Input START

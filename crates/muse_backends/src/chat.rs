//! Chat-completions client for OpenAI-compatible upstreams.

use crate::dto::{
    ChatCompletionRequestBuilder, ChatCompletionResponse, ChatMessage,
};
use crate::Backend;
use async_trait::async_trait;
use muse_core::{BackendCall, BackendOutput};
use muse_error::CandidateError;
use reqwest::Client;
use tracing::{debug, error, instrument};

/// Client for any OpenAI-compatible chat completions API.
///
/// Serves both the Gemini OpenAI-compatibility endpoint and Groq, which share
/// the chat completions wire format.
#[derive(Debug, Clone)]
pub struct ChatClient {
    client: Client,
    api_key: Option<String>,
    model: String,
    base_url: String,
    candidate_id: String,
    provider_name: &'static str,
}

impl ChatClient {
    /// Creates a new chat client.
    ///
    /// `api_key` may be absent; invocation then fails closed with a
    /// candidate error instead of skipping the candidate.
    pub fn new(
        candidate_id: impl Into<String>,
        api_key: Option<String>,
        model: impl Into<String>,
        base_url: impl Into<String>,
        provider_name: &'static str,
    ) -> Self {
        let model = model.into();
        let base_url = base_url.into();
        debug!(
            provider = provider_name,
            model = %model,
            url = %base_url,
            "Created chat client"
        );
        Self {
            client: Client::new(),
            api_key,
            model,
            base_url,
            candidate_id: candidate_id.into(),
            provider_name,
        }
    }
}

#[async_trait]
impl Backend for ChatClient {
    fn id(&self) -> &str {
        &self.candidate_id
    }

    #[instrument(skip(self, call), fields(provider = self.provider_name, model = %self.model))]
    async fn invoke(&self, call: &BackendCall) -> Result<BackendOutput, CandidateError> {
        let BackendCall::Chat {
            system,
            user,
            max_tokens,
            temperature,
        } = call
        else {
            return Err(CandidateError::new(
                &self.candidate_id,
                "chat backend received a non-chat call shape",
            ));
        };

        let api_key = self.api_key.as_ref().ok_or_else(|| {
            CandidateError::new(
                &self.candidate_id,
                format!("{} credential not configured", self.provider_name),
            )
        })?;

        let mut messages = Vec::with_capacity(2);
        if let Some(system) = system {
            messages.push(ChatMessage::system(system.clone()));
        }
        messages.push(ChatMessage::user(user.clone()));

        let request = ChatCompletionRequestBuilder::default()
            .model(self.model.clone())
            .messages(messages)
            .max_tokens(*max_tokens)
            .temperature(*temperature)
            .build()
            .map_err(|e| {
                CandidateError::new(&self.candidate_id, format!("request build failed: {}", e))
            })?;

        debug!(provider = self.provider_name, model = %self.model, "Sending chat request");

        let response = self
            .client
            .post(&self.base_url)
            .header("Authorization", format!("Bearer {}", api_key))
            .json(&request)
            .send()
            .await
            .map_err(|e| {
                error!(provider = self.provider_name, error = ?e, "HTTP request failed");
                CandidateError::new(&self.candidate_id, format!("request failed: {}", e))
            })?;

        let status = response.status();
        if !status.is_success() {
            let error_text = response.text().await.unwrap_or_default();
            error!(
                provider = self.provider_name,
                status = %status,
                error = %error_text,
                "API error"
            );
            return Err(CandidateError::new(
                &self.candidate_id,
                format!("status {}: {}", status.as_u16(), error_text),
            ));
        }

        let chat_response: ChatCompletionResponse = response.json().await.map_err(|e| {
            error!(provider = self.provider_name, error = ?e, "Failed to parse response");
            CandidateError::new(&self.candidate_id, format!("failed to parse JSON: {}", e))
        })?;

        let content = chat_response
            .choices
            .first()
            .and_then(|choice| choice.message.content.clone())
            .ok_or_else(|| {
                CandidateError::new(&self.candidate_id, "response carried no content")
            })?;

        debug!(
            provider = self.provider_name,
            chars = content.len(),
            "Received chat response"
        );

        Ok(BackendOutput::text(content))
    }
}
//! Authorization error types.

/// Specific error conditions for access gating.
#[derive(Debug, Clone, PartialEq, Eq, Hash)]
pub enum AuthorizationErrorKind {
    /// The caller's tier does not include the requested mode.
    ///
    /// This is the upgrade-required signal: the front door maps it to
    /// HTTP 402 so clients can render an upsell instead of a failure.
    UpgradeRequired {
        /// Subscription tier of the caller
        tier: String,
        /// Mode the caller attempted to invoke
        mode: String,
    },
}

impl std::fmt::Display for AuthorizationErrorKind {
    fn fmt(&self, f: &mut std::fmt::Formatter<'_>) -> std::fmt::Result {
        match self {
            AuthorizationErrorKind::UpgradeRequired { tier, mode } => write!(
                f,
                "Tier '{}' does not include mode '{}'; upgrade required",
                tier, mode
            ),
        }
    }
}

/// Error type for access gate failures.
///
/// # Examples
///
/// ```
/// use muse_error::{AuthorizationError, AuthorizationErrorKind};
///
/// let err = AuthorizationError::new(AuthorizationErrorKind::UpgradeRequired {
///     tier: "novice".to_string(),
///     mode: "video".to_string(),
/// });
/// assert!(format!("{}", err).contains("upgrade required"));
/// ```
#[derive(Debug, Clone)]
pub struct AuthorizationError {
    /// The specific error condition
    pub kind: AuthorizationErrorKind,
    /// Line number where the error occurred
    pub line: u32,
    /// Source file where the error occurred
    pub file: &'static str,
}

impl AuthorizationError {
    /// Create a new AuthorizationError with automatic location tracking.
    #[track_caller]
    pub fn new(kind: AuthorizationErrorKind) -> Self {
        let location = std::panic::Location::caller();
        Self {
            kind,
            line: location.line(),
            file: location.file(),
        }
    }
}

impl std::fmt::Display for AuthorizationError {
    fn fmt(&self, f: &mut std::fmt::Formatter<'_>) -> std::fmt::Result {
        write!(
            f,
            "Authorization Error: {} at line {} in {}",
            self.kind, self.line, self.file
        )
    }
}

impl std::error::Error for AuthorizationError {}
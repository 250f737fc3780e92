//! Side-effect-free health reporting.

use crate::CandidateConfig;
use serde::Serialize;
use std::collections::BTreeMap;

/// Snapshot of the gateway's static configuration and credential presence.
///
/// Credential values are never included, only presence booleans.
#[derive(Debug, Clone, PartialEq, Eq, Serialize)]
pub struct HealthSnapshot {
    /// Category label → ordered candidate identifiers
    pub categories: BTreeMap<String, Vec<String>>,
    /// Provider name → credential configured
    pub credentials: BTreeMap<String, bool>,
}

/// Builds health snapshots. Performs no upstream calls and has no failure
/// mode.
#[derive(Debug, Clone)]
pub struct HealthReporter {
    candidates: CandidateConfig,
    credentials: BTreeMap<String, bool>,
}

impl HealthReporter {
    /// Create a reporter over the candidate table and credential presence map.
    pub fn new(candidates: CandidateConfig, credentials: BTreeMap<String, bool>) -> Self {
        Self {
            candidates,
            credentials,
        }
    }

    /// Produce the current snapshot.
    pub fn report(&self) -> HealthSnapshot {
        HealthSnapshot {
            categories: self.candidates.snapshot(),
            credentials: self.credentials.clone(),
        }
    }
}
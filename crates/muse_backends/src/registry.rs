//! Candidate resolution: candidate identifiers to backend instances.

use crate::{Backend, ChatClient, ConditionedClient, Credentials, MediaClient};
use muse_core::Category;
use std::sync::Arc;
use tracing::debug;

/// Gemini OpenAI-compatibility chat completions endpoint.
const GEMINI_CHAT_URL: &str =
    "https://generativelanguage.googleapis.com/v1beta/openai/chat/completions";

/// Gemini REST base for media prediction and image editing.
const GEMINI_MEDIA_URL: &str = "https://generativelanguage.googleapis.com/v1beta";

/// Groq chat completions endpoint.
const GROQ_CHAT_URL: &str = "https://api.groq.com/openai/v1/chat/completions";

/// Resolves candidate identifiers to concrete backend clients.
///
/// Candidate identifiers are model names; a `groq/` prefix routes to Groq,
/// everything else to the Gemini API surface appropriate for the category.
/// Construction never fails: a candidate whose credential is missing still
/// resolves, and fails closed when invoked.
#[derive(Debug, Clone)]
pub struct BackendRegistry {
    credentials: Credentials,
}

impl BackendRegistry {
    /// Create a registry over the given credentials.
    pub fn new(credentials: Credentials) -> Self {
        Self { credentials }
    }

    /// The credentials this registry was built with.
    pub fn credentials(&self) -> &Credentials {
        &self.credentials
    }

    /// Resolve one candidate identifier for a category.
    pub fn resolve(&self, candidate: &str, category: Category) -> Arc<dyn Backend> {
        debug!(candidate, %category, "Resolving candidate");

        if let Some(model) = candidate.strip_prefix("groq/") {
            return Arc::new(ChatClient::new(
                candidate,
                self.credentials.groq().clone(),
                model,
                GROQ_CHAT_URL,
                "groq",
            ));
        }

        let gemini_key = self.credentials.gemini().clone();
        if category.is_conversational() {
            Arc::new(ChatClient::new(
                candidate,
                gemini_key,
                candidate,
                GEMINI_CHAT_URL,
                "gemini",
            ))
        } else if category.is_image_conditioned() {
            Arc::new(ConditionedClient::new(
                candidate,
                gemini_key,
                candidate,
                GEMINI_MEDIA_URL,
            ))
        } else {
            Arc::new(MediaClient::new(
                candidate,
                gemini_key,
                candidate,
                GEMINI_MEDIA_URL,
            ))
        }
    }

    /// Resolve an ordered candidate list for a category, preserving order.
    pub fn resolve_all(&self, candidates: &[&str], category: Category) -> Vec<Arc<dyn Backend>> {
        candidates
            .iter()
            .map(|candidate| self.resolve(candidate, category))
            .collect()
    }
}

#[cfg(test)]
mod tests {
    use super::*;

    #[test]
    fn test_resolution_preserves_order_and_ids() {
        let registry = BackendRegistry::new(Credentials::new(None, None));
        let candidates = ["imagen-4.0-generate-001", "gemini-2.5-flash-image"];
        let backends = registry.resolve_all(&candidates, Category::Image);
        let ids: Vec<&str> = backends.iter().map(|b| b.id()).collect();
        assert_eq!(ids, candidates);
    }

    #[tokio::test]
    async fn test_missing_credential_fails_closed() {
        use muse_core::BackendCall;

        let registry = BackendRegistry::new(Credentials::new(None, None));
        let backend = registry.resolve("gemini-2.5-flash", Category::Text);
        let call = BackendCall::Chat {
            system: None,
            user: "hello".to_string(),
            max_tokens: None,
            temperature: None,
        };
        let err = backend.invoke(&call).await.unwrap_err();
        assert!(err.message.contains("credential not configured"));
    }
}
//! Media generation client for prompt-to-binary upstreams.

use crate::dto::{MediaRequest, MediaResponse};
use crate::Backend;
use async_trait::async_trait;
use base64::{engine::general_purpose::STANDARD, Engine};
use muse_core::{BackendCall, BackendOutput};
use muse_error::CandidateError;
use reqwest::Client;
use tracing::{debug, error, instrument};

/// Client for the single-shot media prediction endpoints (image, video,
/// audio, music candidates).
#[derive(Debug, Clone)]
pub struct MediaClient {
    client: Client,
    api_key: Option<String>,
    model: String,
    base_url: String,
    candidate_id: String,
}

impl MediaClient {
    /// Creates a new media generation client.
    pub fn new(
        candidate_id: impl Into<String>,
        api_key: Option<String>,
        model: impl Into<String>,
        base_url: impl Into<String>,
    ) -> Self {
        let model = model.into();
        debug!(model = %model, "Created media client");
        Self {
            client: Client::new(),
            api_key,
            model,
            base_url: base_url.into(),
            candidate_id: candidate_id.into(),
        }
    }

    /// Classify the provider envelope into a tagged output.
    fn classify_response(&self, body: MediaResponse) -> Result<BackendOutput, CandidateError> {
        if let Some(prediction) = body.predictions.into_iter().next() {
            let encoded = prediction.bytes_base64_encoded.ok_or_else(|| {
                CandidateError::new(&self.candidate_id, "prediction carried no payload")
            })?;
            let data = STANDARD.decode(encoded.as_bytes()).map_err(|e| {
                CandidateError::new(&self.candidate_id, format!("invalid base64 payload: {}", e))
            })?;
            return Ok(BackendOutput::Binary {
                mime: prediction.mime_type,
                data,
            });
        }

        // Wrapper envelopes: one named binary field at the top level.
        let (field, encoded) = if let Some(audio) = body.audio {
            ("audio", audio)
        } else if let Some(video) = body.video {
            ("video", video)
        } else {
            return Err(CandidateError::new(
                &self.candidate_id,
                "response carried neither predictions nor a media field",
            ));
        };
        let data = STANDARD.decode(encoded.as_bytes()).map_err(|e| {
            CandidateError::new(&self.candidate_id, format!("invalid base64 payload: {}", e))
        })?;
        Ok(BackendOutput::Wrapped {
            field: field.to_string(),
            mime: body.mime_type,
            data,
        })
    }
}

#[async_trait]
impl Backend for MediaClient {
    fn id(&self) -> &str {
        &self.candidate_id
    }

    #[instrument(skip(self, call), fields(model = %self.model))]
    async fn invoke(&self, call: &BackendCall) -> Result<BackendOutput, CandidateError> {
        let BackendCall::Generate {
            prompt,
            negative_prompt,
        } = call
        else {
            return Err(CandidateError::new(
                &self.candidate_id,
                "media backend received a non-generative call shape",
            ));
        };

        let api_key = self.api_key.as_ref().ok_or_else(|| {
            CandidateError::new(&self.candidate_id, "gemini credential not configured")
        })?;

        let request = MediaRequest::new(prompt.clone(), negative_prompt.clone());
        let url = format!("{}/models/{}:predict", self.base_url, self.model);

        debug!(model = %self.model, "Sending media request");

        let response = self
            .client
            .post(&url)
            .header("x-goog-api-key", api_key)
            .json(&request)
            .send()
            .await
            .map_err(|e| {
                error!(model = %self.model, error = ?e, "HTTP request failed");
                CandidateError::new(&self.candidate_id, format!("request failed: {}", e))
            })?;

        let status = response.status();
        if !status.is_success() {
            let error_text = response.text().await.unwrap_or_default();
            error!(model = %self.model, status = %status, error = %error_text, "API error");
            return Err(CandidateError::new(
                &self.candidate_id,
                format!("status {}: {}", status.as_u16(), error_text),
            ));
        }

        let body: MediaResponse = response.json().await.map_err(|e| {
            error!(model = %self.model, error = ?e, "Failed to parse response");
            CandidateError::new(&self.candidate_id, format!("failed to parse JSON: {}", e))
        })?;

        self.classify_response(body)
    }
}

#[cfg(test)]
mod tests {
    use super::*;

    fn client() -> MediaClient {
        MediaClient::new("test-media", Some("key".to_string()), "test-model", "http://localhost")
    }

    #[test]
    fn test_prediction_classifies_as_binary() {
        let body: MediaResponse = serde_json::from_str(
            r#"{"predictions":[{"bytesBase64Encoded":"AQID","mimeType":"image/png"}]}"#,
        )
        .unwrap();
        let output = client().classify_response(body).unwrap();
        assert_eq!(
            output,
            BackendOutput::Binary {
                mime: Some("image/png".to_string()),
                data: vec![1, 2, 3],
            }
        );
    }

    #[test]
    fn test_audio_field_classifies_as_wrapped() {
        let body: MediaResponse =
            serde_json::from_str(r#"{"audio":"AQID","mimeType":"audio/wav"}"#).unwrap();
        let output = client().classify_response(body).unwrap();
        assert_eq!(
            output,
            BackendOutput::Wrapped {
                field: "audio".to_string(),
                mime: Some("audio/wav".to_string()),
                data: vec![1, 2, 3],
            }
        );
    }

    #[test]
    fn test_empty_envelope_is_an_error() {
        let body = MediaResponse::default();
        assert!(client().classify_response(body).is_err());
    }
}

Input END

From the entries above, copy out every line where the string "AQID" appears.

**The answer**
            r#"{"predictions":[{"bytesBase64Encoded":"AQID","mimeType":"image/png"}]}"#,
            serde_json::from_str(r#"{"audio":"AQID","mimeType":"audio/wav"}"#).unwrap();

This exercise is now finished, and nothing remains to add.